Carbon Nanotube Inhibits the Formation of β-Sheet-Rich Oligomers of the Alzheimer's Amyloid-β(16-22) Peptide

Abstract

Alzheimer's disease is associated with the abnormal self-assembly of the amyloid-β (Aβ) peptide into toxic β-rich aggregates. Experimental studies have shown that hydrophobic nanoparticles retard Aβ fibrillation by slowing down the nucleation process; however, the effects of nanoparticles on Aβ oligomeric structures remain elusive. In this study, we investigate the conformations of Aβ(16-22) octamers in the absence and presence of a single-walled carbon nanotube (SWCNT) by performing extensive all-atom replica exchange molecular-dynamics simulations in explicit solvent.

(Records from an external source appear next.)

//! Fact types: the unit of configuration state a baseline records.
//!
//! A fact is either a named value or a named category of nested facts. The
//! wire shape (`{"name", "value"}` / `{"name", "values"}`) leaves room for a
//! record carrying both or neither; [`RawFact`] models that boundary shape and
//! [`Fact`] is what every other part of the crate works with.

use serde::{Deserialize, Serialize};

use crate::error::ValidationError;

// ─── Fact ────────────────────────────────────────────────────────────────────

/// A well-formed fact: a leaf value or a category, never both.
///
/// Serialises to the same untagged shape it is read from, so canonical fact
/// trees can be stored and returned as plain JSON.
#[derive(Debug, Clone, PartialEq, Eq, Hash, Serialize, Deserialize)]
#[serde(untagged)]
pub enum Fact {
  /// A named scalar value, e.g. `arch = x86_64`.
  Leaf { name: String, value: String },
  /// A named group of nested facts, e.g. `cpu_flags`.
  Category { name: String, values: Vec<Fact> },
}

impl Fact {
  pub fn leaf(name: impl Into<String>, value: impl Into<String>) -> Self {
    Self::Leaf {
      name:  name.into(),
      value: value.into(),
    }
  }

  pub fn category(name: impl Into<String>, values: Vec<Fact>) -> Self {
    Self::Category {
      name: name.into(),
      values,
    }
  }

  pub fn name(&self) -> &str {
    match self {
      Self::Leaf { name, .. } | Self::Category { name, .. } => name,
    }
  }

  /// The scalar value, if this is a leaf.
  pub fn value(&self) -> Option<&str> {
    match self {
      Self::Leaf { value, .. } => Some(value),
      Self::Category { .. } => None,
    }
  }

  /// The nested facts, if this is a category.
  pub fn values(&self) -> Option<&[Fact]> {
    match self {
      Self::Leaf { .. } => None,
      Self::Category { values, .. } => Some(values),
    }
  }

  pub fn is_category(&self) -> bool { matches!(self, Self::Category { .. }) }

  /// Number of leaves at or below this fact.
  pub fn leaf_count(&self) -> usize {
    match self {
      Self::Leaf { .. } => 1,
      Self::Category { values, .. } => values.iter().map(Fact::leaf_count).sum(),
    }
  }
}

// ─── RawFact ─────────────────────────────────────────────────────────────────

/// A fact exactly as it arrives in a request body.
///
/// `name` defaults to empty so a missing name is reported by validation as
/// "fact name cannot be empty" rather than as a deserialisation failure.
#[derive(Debug, Clone, Default, PartialEq, Eq, Serialize, Deserialize)]
pub struct RawFact {
  #[serde(default)]
  pub name:   String,
  #[serde(default, skip_serializing_if = "Option::is_none")]
  pub value:  Option<String>,
  #[serde(default, skip_serializing_if = "Option::is_none")]
  pub values: Option<Vec<RawFact>>,
}

/// The payload of a raw fact once the value/values exclusivity is settled.
#[derive(Debug, Clone, PartialEq, Eq)]
pub enum RawBody {
  Value(String),
  Values(Vec<RawFact>),
}

impl RawFact {
  pub fn leaf(name: impl Into<String>, value: impl Into<String>) -> Self {
    Self {
      name:   name.into(),
      value:  Some(value.into()),
      values: None,
    }
  }

  pub fn category(name: impl Into<String>, values: Vec<RawFact>) -> Self {
    Self {
      name:   name.into(),
      value:  None,
      values: Some(values),
    }
  }

  /// Split off the payload, enforcing that exactly one of `value` and
  /// `values` is present. Only this level is checked.
  pub fn into_body(self) -> Result<(String, RawBody), ValidationError> {
    match (self.value, self.values) {
      (Some(_), Some(_)) => Err(ValidationError::ValueAndValues(self.name)),
      (None, None) => Err(ValidationError::MissingValue(self.name)),
      (Some(value), None) => Ok((self.name, RawBody::Value(value))),
      (None, Some(values)) => Ok((self.name, RawBody::Values(values))),
    }
  }

  /// Convert into a [`Fact`], checking value/values exclusivity at every
  /// depth. Names and values are not otherwise validated; see
  /// [`crate::normalize`] for that.
  pub fn into_fact(self) -> Result<Fact, ValidationError> {
    match self.into_body()? {
      (name, RawBody::Value(value)) => Ok(Fact::Leaf { name, value }),
      (name, RawBody::Values(values)) => Ok(Fact::Category {
        name,
        values: values
          .into_iter()
          .map(RawFact::into_fact)
          .collect::<Result<_, _>>()?,
      }),
    }
  }
}

impl From<Fact> for RawFact {
  fn from(fact: Fact) -> Self {
    match fact {
      Fact::Leaf { name, value } => Self::leaf(name, value),
      Fact::Category { name, values } => {
        Self::category(name, values.into_iter().map(Self::from).collect())
      }
    }
  }
}
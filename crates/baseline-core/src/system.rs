//! Systems mapped to baselines, and their cached inventory groups.

use serde::{Deserialize, Serialize};
use uuid::Uuid;

/// An inventory group as cached on a mapped system.
#[derive(Debug, Clone, PartialEq, Eq, Hash, Serialize, Deserialize)]
pub struct SystemGroup {
  pub id:   String,
  #[serde(default)]
  pub name: String,
}

/// Association between a baseline and an inventory system.
#[derive(Debug, Clone, PartialEq, Eq, Serialize, Deserialize)]
pub struct MappedSystem {
  pub baseline_id: Uuid,
  pub system_id:   Uuid,
  pub groups:      Vec<SystemGroup>,
}

/// Group filter for mapped-system listings.
///
/// A system matches when any of its groups has one of `group_ids` or one of
/// `group_names`. An empty string in either list matches systems with no
/// groups at all. With both lists empty, everything matches.
#[derive(Debug, Clone, Default, PartialEq, Eq)]
pub struct GroupFilter {
  pub group_ids:   Vec<String>,
  pub group_names: Vec<String>,
}

impl GroupFilter {
  pub fn is_empty(&self) -> bool {
    self.group_ids.is_empty() && self.group_names.is_empty()
  }

  pub fn matches(&self, system: &MappedSystem) -> bool {
    if self.is_empty() {
      return true;
    }
    if system.groups.is_empty() {
      return self.group_ids.iter().any(String::is_empty)
        || self.group_names.iter().any(String::is_empty);
    }
    system.groups.iter().any(|g| {
      self.group_ids.contains(&g.id) || self.group_names.contains(&g.name)
    })
  }
}

/// Partial update of a mapped system. Fields left `None` are untouched.
#[derive(Debug, Clone, Default, PartialEq, Eq, Serialize, Deserialize)]
pub struct MappedSystemUpdate {
  #[serde(default)]
  pub groups: Option<Vec<SystemGroup>>,
}

#[cfg(test)]
mod tests {
  use super::*;

  fn system(groups: &[(&str, &str)]) -> MappedSystem {
    MappedSystem {
      baseline_id: Uuid::nil(),
      system_id:   Uuid::new_v4(),
      groups:      groups
        .iter()
        .map(|(id, name)| SystemGroup {
          id:   id.to_string(),
          name: name.to_string(),
        })
        .collect(),
    }
  }

  #[test]
  fn empty_filter_matches_everything() {
    assert!(GroupFilter::default().matches(&system(&[])));
    assert!(GroupFilter::default().matches(&system(&[("g1", "web")])));
  }

  #[test]
  fn ids_and_names_combine_as_union() {
    let filter = GroupFilter {
      group_ids:   vec!["g1".into()],
      group_names: vec!["db".into()],
    };
    assert!(filter.matches(&system(&[("g1", "web")])));
    assert!(filter.matches(&system(&[("g2", "db")])));
    assert!(!filter.matches(&system(&[("g3", "cache")])));
    assert!(!filter.matches(&system(&[])));
  }

  #[test]
  fn empty_string_selects_ungrouped() {
    let filter = GroupFilter {
      group_names: vec!["".into()],
      ..Default::default()
    };
    assert!(filter.matches(&system(&[])));
    assert!(!filter.matches(&system(&[("g1", "web")])));
  }

  #[test]
  fn update_without_groups_deserialises_to_none() {
    let update: MappedSystemUpdate = serde_json::from_str("{}").unwrap();
    assert_eq!(update.groups, None);
  }
}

Our simulations starting from eight random chains demonstrate that the addition of SWCNT into Aβ(16-22) solution prevents β-sheet formation. Simulation starting from a prefibrillar β-sheet octamer shows that SWCNT destabilizes the β-sheet structure. A detailed analysis of the Aβ(16-22)/SWCNT/water interactions reveals that both the inhibition of β-sheet formation and the destabilization of prefibrillar β-sheets by SWCNT result from the same physical forces: hydrophobic and π-stacking interactions (with the latter playing a more important role). By analyzing the stacking patterns between the Phe aromatic rings and the SWCNT carbon rings, we find that short ring–centroid distances mostly favor parallel orientation, whereas large distances allow all other orientations to be populated. Overall, our computational study provides evidence that SWCNT is likely to inhibit Aβ(16-22) and full-length Aβ fibrillation.